The key insight is that these resources already exist. Millions of homes have solar panels. Electric vehicles have large batteries that sit idle for most of the day. Smart thermostats can shift heating and cooling by 15 minutes without anyone noticing. Individually, none of this matters much. Aggregated and intelligently managed, it becomes a powerful grid resource.
Why decentralisation matters
The traditional centralised model has a fundamental problem: it was designed for a world of predictable, controllable power plants. Flip a switch, burn more coal, get more power. But as grids add more wind and solar, supply becomes variable. The sun does not always shine. The wind does not always blow.
Centralised grids deal with this by building backup gas plants that sit idle most of the time, firing up only when renewables dip. This is expensive, wasteful, and still produces carbon emissions.
Decentralised grids offer an alternative. Instead of building more supply to match demand, you reshape demand to match supply. When solar generation peaks at midday, smart systems can charge electric vehicles, run dishwashers, and pre-cool buildings. When generation drops in the evening, those same systems reduce consumption and discharge stored energy back into the grid.
Rabago's research suggests this approach could save significant costs in electricity infrastructure while simultaneously eliminating carbon, electrifying the economy, and lowering rates for everyone, if we take advantage of right-sizing resources to meet energy needs.
How this connects to digital carbon
Data centres are among the largest electricity consumers on the grid. As AI and cloud computing drive exponential growth in data centre construction, the strain on centralised grids is intensifying. Some regions are already struggling to provide enough power for new data centre developments.
Virtual utilities could help by making the grid more flexible and resilient. If thousands of distributed resources can absorb excess renewable energy during peak production and feed it back during peak demand, the grid can accommodate more renewable capacity without building expensive new transmission infrastructure.

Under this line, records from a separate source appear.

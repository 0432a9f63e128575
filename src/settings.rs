// Copyright 2023 Christian Jaeger <ch@christianjaeger.ch>. See the
// COPYRIGHT file at the top-level directory of this distribution.
//
// Licensed under the Apache License, Version 2.0 <LICENSE-APACHE or
// http://www.apache.org/licenses/LICENSE-2.0> or the MIT license
// <LICENSE-MIT or http://opensource.org/licenses/MIT>, at your
// option. This file may not be copied, modified, or distributed
// except according to those terms.

//! Settings for both reading (parsing) and writing (formatting)
//! terms.

#[derive(Debug, Clone)]
pub struct ReadSettings {
    /// Maximum nesting of tuples and lists. Deeper input is rejected
    /// with `ParseError::NestingTooDeep` rather than exhausting the
    /// stack.
    pub max_depth: u32,
}

pub const DEFAULT_READ_SETTINGS: ReadSettings = ReadSettings {
    max_depth: 500, // the stack overflows around 1200 with default settings on Linux
};

impl Default for ReadSettings {
    fn default() -> Self {
        DEFAULT_READ_SETTINGS
    }
}

#[derive(Debug, Clone)]
pub struct WriteSettings {
    /// Spaces per nesting level.
    pub indent: usize,
}

pub const REBAR_WRITE_SETTINGS: WriteSettings = WriteSettings {
    indent: 4,
};

impl Default for WriteSettings {
    fn default() -> Self {
        REBAR_WRITE_SETTINGS
    }
}
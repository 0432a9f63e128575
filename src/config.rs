// Copyright 2023 Christian Jaeger <ch@christianjaeger.ch>. See the
// COPYRIGHT file at the top-level directory of this distribution.
//
// Licensed under the Apache License, Version 2.0 <LICENSE-APACHE or
// http://www.apache.org/licenses/LICENSE-2.0> or the MIT license
// <LICENSE-MIT or http://opensource.org/licenses/MIT>, at your
// option. This file may not be copied, modified, or distributed
// except according to those terms.

//! A whole parsed file: its top-level terms in source order, plus the
//! text they were parsed from.

use crate::format;
use crate::parse::{terms, ParseErrorWithPos};
use crate::settings::{ReadSettings, DEFAULT_READ_SETTINGS};
use crate::value::Term;

#[derive(Debug, Clone)]
pub struct Config {
    raw: String,
    terms: Vec<Term>,
}

/// Parse all `.`-terminated terms in `text`. Empty input, or input
/// with only whitespace and comments, gives an empty `Config`.
pub fn parse(text: &str) -> Result<Config, ParseErrorWithPos> {
    parse_with(text, &DEFAULT_READ_SETTINGS)
}

pub fn parse_with(
    text: &str,
    settings: &ReadSettings
) -> Result<Config, ParseErrorWithPos> {
    let terms = terms(text, settings).collect::<Result<Vec<Term>, _>>()?;
    tracing::debug!(terms = terms.len(), bytes = text.len(),
                    "parsed configuration");
    Ok(Config {
        raw: text.to_string(),
        terms,
    })
}

impl Config {
    pub fn raw(&self) -> &str {
        &self.raw
    }

    pub fn terms(&self) -> &[Term] {
        &self.terms
    }

    pub fn len(&self) -> usize {
        self.terms.len()
    }

    pub fn is_empty(&self) -> bool {
        self.terms.is_empty()
    }

    /// Term by term equality; the raw text is not compared.
    pub fn same_terms(&self, other: &Config) -> bool {
        self.terms == other.terms
    }

    pub fn format(&self, indent: usize) -> String {
        format::format(self, indent)
    }

    /// The elements (including the name) of the first top-level
    /// tuple starting with the atom `name`. Quoting of the atom is
    /// not taken into account.
    pub fn get_tuple(&self, name: &str) -> Option<&[Term]> {
        self.terms.iter().find_map(|t| match t {
            Term::Tuple(v) => match v.first() {
                Some(Term::Atom(a)) if a.as_str() == name => Some(&v[..]),
                _ => None
            },
            _ => None
        })
    }

    /// Like `get_tuple` but without the name; `None` if the tuple
    /// holds nothing else.
    pub fn get_tuple_values(&self, name: &str) -> Option<&[Term]> {
        match self.get_tuple(name) {
            Some(v) if v.len() > 1 => Some(&v[1..]),
            _ => None
        }
    }

    /// The single value of `{name, Value}`.
    pub fn get_value(&self, name: &str) -> Option<&Term> {
        match self.get_tuple_values(name) {
            Some([value]) => Some(value),
            _ => None
        }
    }

    /// The list elements of `{name, [...]}`.
    pub fn get_list(&self, name: &str) -> Option<&[Term]> {
        self.get_value(name).and_then(Term::as_list)
    }

    pub fn deps(&self) -> Option<&[Term]> {
        self.get_list("deps")
    }

    pub fn erl_opts(&self) -> Option<&[Term]> {
        self.get_list("erl_opts")
    }

    pub fn plugins(&self) -> Option<&[Term]> {
        self.get_list("plugins")
    }

    pub fn project_plugins(&self) -> Option<&[Term]> {
        self.get_list("project_plugins")
    }

    pub fn profiles(&self) -> Option<&[Term]> {
        self.get_list("profiles")
    }

    pub fn relx(&self) -> Option<&[Term]> {
        self.get_list("relx")
    }

    pub fn shell(&self) -> Option<&[Term]> {
        self.get_list("shell")
    }

    pub fn overrides(&self) -> Option<&[Term]> {
        self.get_list("overrides")
    }

    pub fn xref_checks(&self) -> Option<&[Term]> {
        self.get_list("xref_checks")
    }

    pub fn dialyzer(&self) -> Option<&[Term]> {
        self.get_list("dialyzer")
    }

    pub fn minimum_otp_vsn(&self) -> Option<&str> {
        self.get_value("minimum_otp_vsn").and_then(Term::as_str)
    }
}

For your digital carbon footprint, this means the grid powering your cloud storage, your streaming, and your AI queries could become cleaner, faster, if decentralised resources are properly integrated. The same data centre running on a flexible, renewables-heavy grid produces a fraction of the carbon compared to one running on a rigid, fossil-fuel-backed system.
The barriers
The idea is not new, and the technology exists. The barriers are mostly regulatory and structural. Traditional utilities are paid based on how much infrastructure they build and how much electricity they sell. A system that reduces both is not in their financial interest.
Rabago and others in the field argue that utility regulation needs a fundamental update. Instead of rewarding utilities for building more, reward them for optimising: lowering costs, improving reliability, integrating clean energy, and serving customers well. Some jurisdictions are experimenting with this model, but progress is slow.

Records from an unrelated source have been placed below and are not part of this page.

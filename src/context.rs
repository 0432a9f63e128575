// Copyright 2023 Christian Jaeger <ch@christianjaeger.ch>. See the
// COPYRIGHT file at the top-level directory of this distribution.
//
// Licensed under the Apache License, Version 2.0 <LICENSE-APACHE or
// http://www.apache.org/licenses/LICENSE-2.0> or the MIT license
// <LICENSE-MIT or http://opensource.org/licenses/MIT>, at your
// option. This file may not be copied, modified, or distributed
// except according to those terms.

//! Describing where input came from (or output goes to), for error
//! messages. Positions within the text are carried by the errors
//! themselves.

use std::{path::PathBuf, fmt::{Formatter, Debug, Display}};

pub trait Context : Debug + Send + Sync {
    /// Format the source, to be put before a colon and the error
    /// reason. Does not include the colon.
    fn format_source(&self, f: &mut Formatter<'_>)
                     -> Result<(), std::fmt::Error>;
    /// Same as `format_source` but as a string.
    fn to_source_string(&self) -> String {
        format!("{}", &Helper(self))
    }
}

// Hack to get access to a Formatter, since Formatter::new is
// inaccessible:
struct Helper<'t, T: Context + ?Sized>(&'t T);
impl<'t, T: Context + ?Sized> Display for Helper<'t, T> {
    fn fmt(&self, f: &mut Formatter<'_>) -> Result<(), std::fmt::Error> {
        self.0.format_source(f)
    }
}


#[derive(Debug)]
pub struct FileContext {
    pub path: PathBuf
}

impl Context for FileContext {
    fn format_source(&self, f: &mut Formatter<'_>)
                     -> Result<(), std::fmt::Error> {
        f.write_fmt(format_args!("{:?}", &self.path))
    }
}

/// A source without a path, like stdin.
#[derive(Debug)]
pub struct SpecialContext {
    pub name: String
}

impl Context for SpecialContext {
    fn format_source(&self, f: &mut Formatter<'_>)
                     -> Result<(), std::fmt::Error> {
        f.write_fmt(format_args!("({})", &self.name))
    }
}
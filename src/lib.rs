// Copyright 2023 Christian Jaeger <ch@christianjaeger.ch>. See the
// COPYRIGHT file at the top-level directory of this distribution.
//
// Licensed under the Apache License, Version 2.0 <LICENSE-APACHE or
// http://www.apache.org/licenses/LICENSE-2.0> or the MIT license
// <LICENSE-MIT or http://opensource.org/licenses/MIT>, at your
// option. This file may not be copied, modified, or distributed
// except according to those terms.

//! This is a parser and formatter for the subset of Erlang term
//! syntax used in `rebar.config` files:
//!
//! * `config::parse` turns text into a `Config`, the ordered
//!   sequence of its `.`-terminated top-level terms. Terms are atoms
//!   (bare or `'quoted'`), `"strings"`, 64-bit integers, floats,
//!   `{tuples}` and `[lists]`; `%` starts a comment running to the
//!   end of the line.
//!
//! * Errors carry the line and column they were detected at; parsing
//!   stops at the first one.
//!
//! * `format::format` renders a `Config` back to indented text that
//!   parses to equal terms again (but is not necessarily byte-equal
//!   to the input: comments and original layout are lost).
//!
//! * `read` wraps the above for byte streams and files.
//!
//! Not supported: the rest of Erlang (maps, binaries, improper lists,
//! expressions), or re-escaping when writing: strings and quoted
//! atoms are written as stored, so a `"` inside a string, a `'`
//! inside a quoted atom, or a name ending in a backslash (`'x\\'`
//! reads as `x\`) does not read back.
//!
//! ```
//! let config = rebarterm::config::parse("{deps, [cowboy]}.").unwrap();
//! assert_eq!(config.deps().map(|d| d.len()), Some(1));
//! assert_eq!(config.format(4), "{deps, [cowboy]}.\n");
//! ```

pub mod chars;
pub mod config;
pub mod context;
pub mod cursor;
pub mod debug;
pub mod drain;
pub mod format;
pub mod number;
pub mod parse;
pub mod pos;
pub mod read;
pub mod settings;
pub mod value;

There is also the coordination challenge. Managing millions of distributed devices in real time requires sophisticated software and communication infrastructure. The technology is improving rapidly, but scaling it to entire countries is a significant engineering effort.
What you can do
If you have solar panels, a home battery, or an electric vehicle, you are already part of the distributed energy landscape. Joining a virtual power plant programme (offered by some energy providers) lets your assets contribute to grid stability while earning you money.
Even without hardware, choosing a flexible electricity tariff that rewards off-peak usage (charging overnight, running appliances during solar peaks) helps shift demand in the right direction.
The transition from centralised to decentralised energy is not just about cleaner power. It is about building a grid that can handle the growing demands of a digital world without breaking the planet in the process.